中央の人喰鬼の屍喰鬼たちもようやく事態に気づき手を止めこちらを見る。そこまでの隙間の空間がわずかにでき、何かに覆い被さって号泣するツナツルが見える。
裸で黒紫になったグヴィンがあった。
全身から力が抜け、膀胱から体中の水分が凍りついていくように寒気がし、鳥肌が立ちブルブルと震えガチガチと歯が鳴る。俺が動くのがもっと早ければ間に合っただろうか。はじめて身近な親しい者を暴力で奪われた悲哀、怒り、感じたことのない喪失感で息が詰まった。
「招かれない客の多い日ですね…。そんな少数で何しに来たんですか…オウフッ!
貧相なゴブリンに…。宴を台無しにされ興醒めであったが…。
このナグーブ様の仕置き棒で性根を叩き…。直され…オウフッ!
四つん這いで泣き…喚き…。やめて…くださいっと…。フヒッ…。
オマエはなかなかの美しさ…オウフッ!ですね…。ニョグタ様の贄にしてやりましょう…オウフッ!」
悪臭のもとがいやらしい目を向けている。
失われた心が憎しみと怒りの捌け口をみつけた。肩ががくがくと震え笑っている。キュラだったものの理性は既に消えてしまった。体中を ”毒と魔力” が暴れ狂い、外へと溢れ出す。それがすこしずつ集まっていき、すこしずつ目の前に形を作る。
出来上がったそれは、暗黒のハープだった。
そのまま音を奏でる…。宙に浮かぶハープには触れてもいない。
「1…」
「2…」
「3…」
「4…」
「5…」
「6…」
双頭犬達が順番に黒い粒子となり消えていく。周囲に一瞬の沈黙の間が生じる。
「1…、2…、3…、4…、5…、6…」
1音鳴らすごとにキュラの腹から巨大な狼の首が伸び飛んでいきグールを喰らい薙ぎ攫う。
6本のとてつもなく大きく太く長い、まごうことなき伝説のスキュラの犬首が矮小なグール達を飲み込み切り裂き喰い千切る。
同時に、大広間に拡がった闇という闇から無数に生えた暗黒の触手が逃げようとするグール達を捕らえ惨めに握り潰す。
そこはもう地獄とも呼べない血飛沫飛び散る凄惨尽きた殺戮現場と化す。
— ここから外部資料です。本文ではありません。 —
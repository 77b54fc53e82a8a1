//! Wire types shared by the SDK adapters and their hosts.
//!
//! This crate keeps the shape of everything that crosses the page boundary in one
//! place: messages posted to the window for the direct SDK, notifications the SDK
//! posts back, the configuration payloads handed to either SDK variant, and the
//! heartbeat report sent when the SDK looks unhealthy.

use serde::{Deserialize, Serialize};
use serde_json::Value;

/// Protocol version passed to the hybrid client's `start` call.
pub const PROTOCOL_VERSION: u32 = 4;

/// Reset reason the direct SDK expects when a session is restarted by the page.
pub const RESET_REASON_CUSTOMER_API: &str = "customerApi";

#[derive(Debug, Serialize, Deserialize, Clone, PartialEq, Eq)]
pub struct ErrorInfo {
    pub code: String,
    pub message: String,
}

impl ErrorInfo {
    pub fn new(code: &str, message: impl Into<String>) -> Self {
        Self {
            code: code.to_string(),
            message: message.into(),
        }
    }
}

impl std::fmt::Display for ErrorInfo {
    fn fmt(&self, f: &mut std::fmt::Formatter<'_>) -> std::fmt::Result {
        write!(f, "{}: {}", self.code, self.message)
    }
}

// ─────────────────────────────────────────────────────────────────────────────
// Outbound (page → direct SDK)
// ─────────────────────────────────────────────────────────────────────────────

/// Messages the direct-mode `cdApi` posts to the window.
#[derive(Debug, Clone, PartialEq, Eq, Serialize, Deserialize)]
#[serde(tag = "type")]
pub enum OutboundMessage {
    ContextChange {
        context: String,
    },
    ResetSession {
        #[serde(rename = "resetReason")]
        reset_reason: String,
        csid: String,
    },
    #[serde(rename = "cdSetCsid")]
    SetCsid { csid: String },
    #[serde(rename = "cdSetCustomerBrand")]
    SetCustomerBrand { brand: String },
}

impl OutboundMessage {
    pub fn context_change(context: impl Into<String>) -> Self {
        OutboundMessage::ContextChange {
            context: context.into(),
        }
    }

    pub fn reset_session(csid: impl Into<String>) -> Self {
        OutboundMessage::ResetSession {
            reset_reason: RESET_REASON_CUSTOMER_API.to_string(),
            csid: csid.into(),
        }
    }

    pub fn set_csid(csid: impl Into<String>) -> Self {
        OutboundMessage::SetCsid { csid: csid.into() }
    }

    pub fn set_customer_brand(brand: impl Into<String>) -> Self {
        OutboundMessage::SetCustomerBrand {
            brand: brand.into(),
        }
    }

    /// The `type` discriminator as it appears on the wire.
    pub fn type_name(&self) -> &'static str {
        match self {
            OutboundMessage::ContextChange { .. } => "ContextChange",
            OutboundMessage::ResetSession { .. } => "ResetSession",
            OutboundMessage::SetCsid { .. } => "cdSetCsid",
            OutboundMessage::SetCustomerBrand { .. } => "cdSetCustomerBrand",
        }
    }

    pub fn validate(&self) -> Result<(), ErrorInfo> {
        match self {
            OutboundMessage::ContextChange { context } => require_text(context, "context"),
            OutboundMessage::ResetSession { reset_reason, csid } => {
                require_text(reset_reason, "resetReason")?;
                require_text(csid, "csid")
            }
            OutboundMessage::SetCsid { csid } => require_text(csid, "csid"),
            OutboundMessage::SetCustomerBrand { brand } => require_text(brand, "brand"),
        }
    }

    pub fn to_value(&self) -> Value {
        serde_json::to_value(self).unwrap_or(Value::Null)
    }
}

fn require_text(value: &str, field: &str) -> Result<(), ErrorInfo> {
    if value.trim().is_empty() {
        return Err(ErrorInfo::new(
            "missing_field",
            format!("{} is required", field),
        ));
    }
    Ok(())
}

// ─────────────────────────────────────────────────────────────────────────────
// Inbound (SDK → page)
// ─────────────────────────────────────────────────────────────────────────────

#[derive(Debug, Clone, PartialEq, Eq, Serialize, Deserialize)]
pub struct StateChange {
    pub state: String,
}

impl StateChange {
    /// The SDK accepts session calls once it reports `starting` or `started`.
    pub fn is_ready(&self) -> bool {
        matches!(self.state.as_str(), "starting" | "started")
    }
}

/// Heartbeat payload: the literal `"Ok"` or a list of SDK error numbers.
#[derive(Debug, Clone, PartialEq, Eq, Serialize, Deserialize)]
#[serde(untagged)]
pub enum HeartbeatStatus {
    Errors(Vec<i64>),
    Text(String),
}

impl HeartbeatStatus {
    pub fn is_ok(&self) -> bool {
        matches!(self, HeartbeatStatus::Text(text) if text == "Ok")
    }
}

#[derive(Debug, Clone, PartialEq, Eq, Serialize, Deserialize)]
#[serde(tag = "type")]
pub enum InboundMessage {
    #[serde(rename = "cdStateChangedEvent")]
    StateChanged { event: StateChange },
    #[serde(rename = "cdHeartbeat")]
    Heartbeat { data: HeartbeatStatus },
}

const INBOUND_TYPES: &[&str] = &["cdStateChangedEvent", "cdHeartbeat"];

/// Parses a window message posted by the SDK.
///
/// Messages of other types share the window channel with unrelated scripts, so
/// they are not errors: they come back as `Ok(None)`.
pub fn parse_inbound(value: Value) -> Result<Option<InboundMessage>, ErrorInfo> {
    let message_type = match value.get("type").and_then(Value::as_str) {
        Some(message_type) => message_type,
        None => return Err(ErrorInfo::new("missing_type", "message type is required")),
    };

    if !INBOUND_TYPES.contains(&message_type) {
        return Ok(None);
    }

    serde_json::from_value(value).map(Some).map_err(|err| {
        ErrorInfo::new(
            "invalid_message",
            format!("inbound message is malformed: {}", err),
        )
    })
}

// ─────────────────────────────────────────────────────────────────────────────
// Configuration payloads
// ─────────────────────────────────────────────────────────────────────────────

#[derive(Debug, Clone, PartialEq, Eq, Serialize, Deserialize)]
#[serde(rename_all = "camelCase")]
pub struct CollectionMode {
    pub agent_type: String,
    pub collection_mode: String,
}

#[derive(Debug, Clone, PartialEq, Eq, Serialize, Deserialize)]
#[serde(rename_all = "camelCase")]
pub struct ElementSettings {
    pub custom_element_attribute: String,
}

#[derive(Debug, Clone, Default, PartialEq, Eq, Serialize, Deserialize)]
#[serde(rename_all = "camelCase")]
pub struct CollectionSettings {
    #[serde(default, skip_serializing_if = "Option::is_none")]
    pub mode: Option<CollectionMode>,
    #[serde(default, skip_serializing_if = "Option::is_none")]
    pub element_settings: Option<ElementSettings>,
}

/// Configuration handed to the hybrid client's `start` call
/// (`window.bcClientConfiguration`).
#[derive(Debug, Clone, PartialEq, Eq, Serialize, Deserialize)]
#[serde(rename_all = "camelCase")]
pub struct ClientConfiguration {
    #[serde(rename = "logServerURL")]
    pub log_server_url: String,
    pub enable_custom_elements_processing: bool,
    #[serde(default)]
    pub collection_settings: CollectionSettings,
}

/// Configuration returned by the direct SDK's `getConfigurations`.
#[derive(Debug, Clone, PartialEq, Eq, Serialize, Deserialize)]
#[serde(rename_all = "camelCase")]
pub struct DirectConfiguration {
    #[serde(rename = "wupServerURL")]
    pub wup_server_url: String,
    #[serde(rename = "logServerURL")]
    pub log_server_url: String,
    pub enable_custom_elements_processing: bool,
    pub max_shadow_depth: u32,
    #[serde(default)]
    pub collection_settings: CollectionSettings,
}

// ─────────────────────────────────────────────────────────────────────────────
// Heartbeat report
// ─────────────────────────────────────────────────────────────────────────────

pub const JS_UNAVAILABLE: &str = "js_unavailable";

#[derive(Debug, Clone, PartialEq, Eq, Serialize, Deserialize)]
#[serde(untagged)]
pub enum JsStatus {
    Errors(Vec<String>),
    Text(String),
}

/// Update sent to the scoring API when the SDK script is blocked or reports errors.
#[derive(Debug, Clone, PartialEq, Eq, Serialize, Deserialize)]
#[serde(rename_all = "camelCase")]
pub struct HeartbeatReport {
    pub action: String,
    pub js_status: JsStatus,
    #[serde(default, skip_serializing_if = "Option::is_none")]
    pub uuid: Option<String>,
    #[serde(
        rename = "customerSessionID",
        default,
        skip_serializing_if = "Option::is_none"
    )]
    pub customer_session_id: Option<String>,
    #[serde(default, skip_serializing_if = "Option::is_none")]
    pub brand: Option<String>,
    #[serde(rename = "customerID", default, skip_serializing_if = "Option::is_none")]
    pub customer_id: Option<String>,
    #[serde(default, skip_serializing_if = "Option::is_none")]
    pub user_agent: Option<String>,
}

impl HeartbeatReport {
    pub fn js_unavailable() -> Self {
        Self::with_status(JsStatus::Text(JS_UNAVAILABLE.to_string()))
    }

    pub fn errors(codes: &[i64]) -> Self {
        Self::with_status(JsStatus::Errors(
            codes.iter().map(|code| format!("error({})", code)).collect(),
        ))
    }

    fn with_status(js_status: JsStatus) -> Self {
        Self {
            action: "update".to_string(),
            js_status,
            uuid: None,
            customer_session_id: None,
            brand: None,
            customer_id: None,
            user_agent: None,
        }
    }
}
悪魔が逃げ出す醜悪邪悪な暗黒の犬狼の6頭が牙を剥き出しにして神速で餌をがっつき喰らい尽くす狂乱の餌場にすぎなかった。
キュラだったものは圧倒的な万能感に満ちた殺戮の快楽に身を任せて絶頂しそのまま気を失った。
広間に動くものはテンペスタとツナツルだけだった。グールはすべて肉塵に、あの人喰鬼の屍喰鬼も同じだった。